══ INPUT
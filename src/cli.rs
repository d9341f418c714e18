//! CLI argument handling.

pub use crate::cli_args::{Cli, ModeArg, OutputFormat, parse_anchor_arg};

use crate::color::{Hsv, hex_to_hsv};
use crate::config::ConfigOverrides;
use crate::extrapolate::ExtrapolationMode;

impl From<ModeArg> for ExtrapolationMode {
    fn from(arg: ModeArg) -> Self {
        match arg {
            ModeArg::Functional => ExtrapolationMode::Functional,
            ModeArg::FunctionalSaturated => ExtrapolationMode::FunctionalSaturated,
            ModeArg::Expressive => ExtrapolationMode::Expressive,
        }
    }
}

/// A parsed `--anchor` argument.
#[derive(Debug, Clone, PartialEq)]
pub struct AnchorArg {
    pub hue_set: String,
    pub label: u32,
    pub hsv: Hsv,
}

impl AnchorArg {
    /// Parse `NAME:LABEL=COLOR`.
    pub fn parse(s: &str) -> Result<Self, String> {
        parse_anchor_arg(s)?;
        let (target, color) = s.split_once('=').unwrap_or((s, ""));
        let (name, label) = target.split_once(':').unwrap_or((target, ""));
        let label = label
            .trim()
            .parse()
            .map_err(|_| format!("shade label '{}' is not a number", label))?;
        let hsv = hex_to_hsv(color.trim()).map_err(|e| e.to_string())?;
        Ok(Self {
            hue_set: name.trim().to_string(),
            label,
            hsv,
        })
    }
}

impl Cli {
    /// Parse every `--anchor` argument.
    pub fn parsed_anchors(&self) -> Result<Vec<AnchorArg>, String> {
        self.anchors.iter().map(|a| AnchorArg::parse(a)).collect()
    }

    /// Convert flat CLI args to nested overrides for Figment merging.
    ///
    /// Only flags that are explicitly set end up in the overrides, allowing
    /// proper layering with TOML file settings.
    pub fn to_config_overrides(&self) -> ConfigOverrides {
        ConfigOverrides::new(
            self.name.clone(),
            self.scale.clone(),
            self.mode.map(|m| ExtrapolationMode::from(m).to_string()),
        )
    }
}
//! Import Material-UI palette files.
//!
//! Accepts the `{ "<key>": { "<label>": "<color>" } }` shape in JSON or
//! YAML. Numeric labels become locked shades; non-numeric keys such as
//! `main` or `contrastText` are skipped.

use std::collections::{BTreeMap, BTreeSet};
use std::path::Path;

use color_eyre::eyre::{Result, WrapErr, bail, eyre};
use serde::Deserialize;
use serde::de::IgnoredAny;
use tracing::{debug, warn};

use crate::color::hex_to_hsv;
use crate::extrapolate::ExtrapolationMode;
use crate::scale::ShadeScale;
use crate::shade::{HueSet, Palette};

/// A palette key's value: a shade map, or anything else (`mode`,
/// `contrastThreshold`, ...), which carries no ramp and is ignored.
#[derive(Debug, Deserialize)]
#[serde(untagged)]
enum Entry {
    Ramp(BTreeMap<Label, String>),
    Other(IgnoredAny),
}

/// Shade key. YAML yields bare numbers, JSON always yields strings.
#[derive(Debug, Clone, PartialEq, Eq, PartialOrd, Ord, Deserialize)]
#[serde(untagged)]
enum Label {
    Number(u32),
    Text(String),
}

impl Label {
    fn number(&self) -> Option<u32> {
        match self {
            Self::Number(n) => Some(*n),
            Self::Text(s) => s.parse().ok(),
        }
    }
}

impl std::fmt::Display for Label {
    fn fmt(&self, f: &mut std::fmt::Formatter<'_>) -> std::fmt::Result {
        match self {
            Self::Number(n) => write!(f, "{}", n),
            Self::Text(s) => f.write_str(s),
        }
    }
}

/// Import a palette file. Every shade present in the file is locked.
///
/// With a `scale`, the palette is built on the union of its labels and the
/// file's labels, so shades the file leaves out are generated.
pub fn import_palette(
    path: &Path,
    mode: ExtrapolationMode,
    scale: Option<&ShadeScale>,
) -> Result<Palette> {
    let content = std::fs::read_to_string(path)
        .wrap_err_with(|| format!("Failed to read {}", path.display()))?;

    let name = path
        .file_stem()
        .map(|s| s.to_string_lossy().into_owned())
        .unwrap_or_else(|| "Imported Palette".to_string());

    parse_palette(&content, path, &name, mode, scale)
}

fn parse_palette(
    content: &str,
    path: &Path,
    name: &str,
    mode: ExtrapolationMode,
    scale: Option<&ShadeScale>,
) -> Result<Palette> {
    let is_json = path
        .extension()
        .and_then(|e| e.to_str())
        .is_some_and(|ext| ext.eq_ignore_ascii_case("json"));

    let raw: BTreeMap<String, Entry> = if is_json {
        serde_json::from_str(content).wrap_err("Failed to parse palette JSON")?
    } else {
        serde_yaml::from_str(content).wrap_err("Failed to parse palette YAML")?
    };

    palette_from_entries(raw, name, mode, scale)
}

/// Parse palette text directly; `json` selects the format.
pub fn import_palette_str(
    content: &str,
    json: bool,
    mode: ExtrapolationMode,
    scale: Option<&ShadeScale>,
) -> Result<Palette> {
    let path = if json { "palette.json" } else { "palette.yaml" };
    parse_palette(content, Path::new(path), "Imported Palette", mode, scale)
}

fn palette_from_entries(
    raw: BTreeMap<String, Entry>,
    name: &str,
    mode: ExtrapolationMode,
    scale: Option<&ShadeScale>,
) -> Result<Palette> {
    let mut ramps: Vec<(String, Vec<(u32, String)>)> = Vec::new();

    for (key, entry) in raw {
        let shades = match entry {
            Entry::Ramp(shades) => shades,
            Entry::Other(_) => {
                debug!(key = %key, "skipping non-ramp palette entry");
                continue;
            }
        };

        let mut numeric = Vec::new();
        for (label, color) in shades {
            match label.number() {
                Some(number) => numeric.push((number, color)),
                None => warn!(key = %key, label = %label, "skipping non-numeric shade label"),
            }
        }
        if !numeric.is_empty() {
            ramps.push((key, numeric));
        }
    }

    if ramps.is_empty() {
        bail!("Palette contains no numeric shade ramps");
    }

    // Every hue set shares one scale: the union of labels seen anywhere
    let mut labels: BTreeSet<u32> = ramps
        .iter()
        .flat_map(|(_, shades)| shades.iter().map(|(label, _)| *label))
        .collect();
    if let Some(scale) = scale {
        let file_labels = labels.len();
        labels.extend(scale.labels().iter().copied());
        debug!(
            file_labels,
            scale_labels = scale.len(),
            merged = labels.len(),
            "merged imported labels with configured scale"
        );
    }
    let scale = ShadeScale::new(labels.into_iter().collect())
        .ok_or_else(|| eyre!("Palette labels do not form a valid scale"))?;

    let mut palette = Palette::new(name, scale);
    for (key, shades) in ramps {
        let mut hue_set = HueSet::new(key.clone(), &palette.scale).with_mode(mode);
        for (label, color) in shades {
            let hsv = hex_to_hsv(&color)
                .wrap_err_with(|| format!("Invalid color for {}.{}", key, label))?;
            hue_set.lock(label, hsv);
        }
        palette.hue_sets.push(hue_set);
    }

    Ok(palette)
}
════
- EXERCISE AIM -
Using the entries above, return each line that includes the word "AnchorArg".

- WRITTEN RESPONSE -
pub struct AnchorArg {
impl AnchorArg {
    pub fn parsed_anchors(&self) -> Result<Vec<AnchorArg>, String> {
        self.anchors.iter().map(|a| AnchorArg::parse(a)).collect()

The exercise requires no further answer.